VJEPA: Variational Joint Embedding Predictive Architectures as Probabilistic World Models
Abstract
Joint Embedding Predictive Architectures (JEPA) offer a scalable paradigm for self-supervised learning by predicting latent representations rather than reconstructing high-entropy observations. However, existing formulations rely on deterministic regression objectives, which masks probabilistic semantics and limits its applicability in stochastic control. We introduce \emph{Variational JEPA (VJEPA)}, a probabilistic generalization that learns a predictive distribution over future latent states via a variational objective. We show that VJEPA unifies representation learning with Predictive State Representations (PSRs) and Bayesian filtering, establishing that sequential modeling does not require autoregressive observation likelihoods. Theoretically, we prove that VJEPA representations serve as sufficient information states for optimal control without pixel reconstruction, while providing formal guarantees for collapse avoidance. We further propose \emph{Bayesian JEPA (BJEPA)}, which extends the VJEPA framework to factorize predictive belief into a learned dynamics expert and a modular prior expert, enabling zero-shot task transfer and constraints satisfactions (e.g., goals, physics) via a Product of Experts.
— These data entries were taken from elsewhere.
//! End-to-end conversion from reader output to a finalized mesh.
//!
//! # Example
//!
//! ```no_run
//! use polymesh::{ConvertParams, convert_mesh, load_raw_mesh, save_poly_mesh};
//!
//! let raw = load_raw_mesh("case.raw.json").unwrap();
//! let result = convert_mesh(raw, &ConvertParams::default()).unwrap();
//!
//! for issue in &result.issues {
//!     eprintln!("warning: {}", issue);
//! }
//! save_poly_mesh(&result.mesh, "case.mesh.json").unwrap();
//! ```

use std::path::Path;

use serde::{Deserialize, Serialize};
use tracing::info;

use crate::detect::BadCellPair;
use crate::error::{MeshError, MeshResult, TopologyIssue};
use crate::merge::PairRepair;
use crate::orient::{OrientedTopology, OrientedTopologyBuilder};
use crate::repair::{RepairSummary, repair_multiply_connected};
use crate::tracing_ext::{OperationTimer, log_conversion_result, log_mesh_stats};
use crate::types::{FaceRefConvention, PolyMesh, RawMesh};
use crate::validate::validate_raw_mesh;

/// Configuration for [`convert_mesh`].
///
/// # Example
///
/// ```
/// use polymesh::ConvertParams;
///
/// let params = ConvertParams {
///     scale: 0.001, // mm to m
///     ..Default::default()
/// };
/// assert!(params.repair_multiply_connected);
/// ```
#[derive(Debug, Clone, PartialEq, Serialize, Deserialize)]
#[serde(default)]
pub struct ConvertParams {
    /// Uniform scale applied to all points before building.
    ///
    /// Default: `1.0`
    pub scale: f64,

    /// Numeric base of signed face references (and boundary face lists).
    ///
    /// Default: `1`
    pub face_ref_base: i64,

    /// Merge duplicate faces between multiply-connected cells.
    ///
    /// Default: `true`
    pub repair_multiply_connected: bool,

    /// Warn if boundary faces do not directly follow the internal faces.
    ///
    /// Default: `true`
    pub check_boundary_contiguity: bool,

    /// Reject empty meshes, non-finite coordinates, degenerate faces and
    /// out-of-range point indices before building.
    ///
    /// Default: `true`
    pub validate_input: bool,
}

impl Default for ConvertParams {
    fn default() -> Self {
        Self {
            scale: 1.0,
            face_ref_base: 1,
            repair_multiply_connected: true,
            check_boundary_contiguity: true,
            validate_input: true,
        }
    }
}

impl ConvertParams {
    /// Skip input validation and the boundary contiguity check.
    ///
    /// Useful for trusted input where speed matters.
    pub fn unchecked() -> Self {
        Self {
            check_boundary_contiguity: false,
            validate_input: false,
            ..Default::default()
        }
    }

    /// Build the topology only, leaving multiply-connected cells as they are.
    pub fn without_repair() -> Self {
        Self {
            repair_multiply_connected: false,
            ..Default::default()
        }
    }

    /// Check parameter ranges.
    pub fn validate(&self) -> MeshResult<()> {
        if !(self.scale.is_finite() && self.scale > 0.0) {
            return Err(MeshError::invalid_parameter(
                "scale",
                format!("must be positive and finite, got {}", self.scale),
            ));
        }
        if self.face_ref_base < 0 {
            return Err(MeshError::invalid_parameter(
                "face_ref_base",
                format!("must not be negative, got {}", self.face_ref_base),
            ));
        }
        Ok(())
    }

    /// Parse parameters from a JSON string. Missing fields take defaults.
    pub fn from_json(json_str: &str) -> Result<Self, serde_json::Error> {
        serde_json::from_str(json_str)
    }

    /// Load parameters from a JSON file.
    pub fn from_json_file(path: impl AsRef<Path>) -> MeshResult<Self> {
        let path = path.as_ref();
        let text = std::fs::read_to_string(path).map_err(|e| MeshError::io_read(path, e))?;
        Self::from_json(&text).map_err(|e| MeshError::parse_error(path, e.to_string()))
    }

    /// Serialize to pretty JSON.
    pub fn to_json(&self) -> Result<String, serde_json::Error> {
        serde_json::to_string_pretty(self)
    }
}

/// A finalized mesh plus everything that happened on the way.
#[derive(Debug, Clone)]
pub struct ConversionResult {
    pub mesh: PolyMesh,
    /// Faces reversed because their owner saw them pointing inward.
    pub flipped_face_count: usize,
    /// Repair diagnostics (empty if repair was disabled).
    pub repair: RepairSummary,
    /// All non-fatal issues from building and repair, in order.
    pub issues: Vec<TopologyIssue>,
}

impl ConversionResult {
    /// Multiply-connected pairs found before repair.
    pub fn bad_pairs(&self) -> &[BadCellPair] {
        &self.repair.bad_pairs
    }

    pub fn repairs(&self) -> &[PairRepair] {
        &self.repair.repairs
    }

    pub fn removed_face_count(&self) -> usize {
        self.repair.removed_face_count
    }

    /// True if no warnings were raised.
    pub fn is_clean(&self) -> bool {
        self.issues.is_empty()
    }
}

/// Convert reader output to a finalized mesh.
///
/// Runs input validation, scaling, topology construction and the
/// multiply-connected repair pass as configured. Any fatal condition aborts
/// the whole conversion.
pub fn convert_mesh(mut raw: RawMesh, params: &ConvertParams) -> MeshResult<ConversionResult> {
    params.validate()?;
    let _timer = OperationTimer::with_context("convert_mesh", raw.face_count(), raw.cell_count());

    if params.validate_input {
        validate_raw_mesh(&raw)?;
    }

    if params.scale != 1.0 {
        info!("Scaling points by {}", params.scale);
        raw.scale(params.scale);
    }

    let OrientedTopology {
        mut mesh,
        flipped_faces,
        mut issues,
    } = OrientedTopologyBuilder::new()
        .with_convention(FaceRefConvention::new(params.face_ref_base))
        .check_boundary_contiguity(params.check_boundary_contiguity)
        .build(raw)?;
    log_mesh_stats(&mesh, "after topology construction");

    let mut repair = if params.repair_multiply_connected {
        repair_multiply_connected(&mut mesh)?
    } else {
        RepairSummary::default()
    };
    issues.extend(repair.issues.drain(..));

    let result = ConversionResult {
        mesh,
        flipped_face_count: flipped_faces,
        repair,
        issues,
    };
    log_conversion_result(&result);
    Ok(result)
}
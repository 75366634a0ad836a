//! Detection of multiply-connected cell pairs.

use rayon::prelude::*;
use serde::{Deserialize, Serialize};
use tracing::{debug, info};

use crate::adjacency::CellAdjacency;

/// Two cells connected by more than one internal face, with `lo < hi`.
#[derive(Debug, Clone, Copy, PartialEq, Eq, PartialOrd, Ord, Hash, Serialize, Deserialize)]
pub struct BadCellPair {
    pub lo: usize,
    pub hi: usize,
}

impl BadCellPair {
    /// Create a pair from two cell ids in either order.
    #[inline]
    pub fn new(a: usize, b: usize) -> Self {
        Self {
            lo: a.min(b),
            hi: a.max(b),
        }
    }
}

impl std::fmt::Display for BadCellPair {
    fn fmt(&self, f: &mut std::fmt::Formatter<'_>) -> std::fmt::Result {
        write!(f, "({}, {})", self.lo, self.hi)
    }
}

/// Find every cell pair that shares more than one internal face.
///
/// Consecutive equal entries in a cell's sorted neighbour list mark a
/// duplicate connection. The result is sorted and free of duplicates.
pub fn find_multiply_connected_cells(adjacency: &CellAdjacency) -> Vec<BadCellPair> {
    let mut pairs: Vec<BadCellPair> = adjacency
        .par_neighbour_lists()
        .enumerate()
        .flat_map_iter(|(cell, nbrs)| {
            nbrs.windows(2)
                .filter(|w| w[0] == w[1])
                .map(move |w| BadCellPair::new(cell, w[1]))
        })
        .collect();

    pairs.sort_unstable();
    pairs.dedup();

    if pairs.is_empty() {
        debug!("No multiply connected cells found");
    } else {
        info!(
            pairs = pairs.len(),
            "Found pair(s) of multiply connected cells"
        );
    }

    pairs
}

#[cfg(test)]
mod tests {
    use super::*;

    #[test]
    fn test_pair_is_ordered() {
        assert_eq!(BadCellPair::new(5, 2), BadCellPair { lo: 2, hi: 5 });
        assert_eq!(BadCellPair::new(2, 5).to_string(), "(2, 5)");
    }

    #[test]
    fn test_detects_duplicate_connection_once() {
        let owner = [0, 0, 0, 1];
        let neighbour = [2, 1, 1, 2];
        let adj = CellAdjacency::build(&owner, &neighbour, 3);
        assert_eq!(
            find_multiply_connected_cells(&adj),
            vec![BadCellPair::new(0, 1)]
        );
    }

    #[test]
    fn test_triple_connection_reported_once() {
        let owner = [0, 0, 0];
        let neighbour = [1, 1, 1];
        let adj = CellAdjacency::build(&owner, &neighbour, 2);
        assert_eq!(find_multiply_connected_cells(&adj).len(), 1);
    }

    #[test]
    fn test_pairs_sorted() {
        let owner = [2, 2, 0, 0];
        let neighbour = [3, 3, 1, 1];
        let adj = CellAdjacency::build(&owner, &neighbour, 4);
        assert_eq!(
            find_multiply_connected_cells(&adj),
            vec![BadCellPair::new(0, 1), BadCellPair::new(2, 3)]
        );
    }

    #[test]
    fn test_chain_has_no_pairs() {
        let n = 101;
        let owner: Vec<usize> = (0..n - 1).collect();
        let neighbour: Vec<usize> = (1..n).collect();
        let adj = CellAdjacency::build(&owner, &neighbour, n);
        assert!(find_multiply_connected_cells(&adj).is_empty());
    }
}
Empirically, VJEPA filters out high-variance nuisance distractors that cause representation collapse in generative baselines. By enabling principled uncertainty estimation (e.g. constructing credible intervals via sampling) while remaining likelihood-free regarding observations, VJEPA provides a foundational framework for scalable, robust, uncertainty-aware planning in high-dimensional, noisy environments.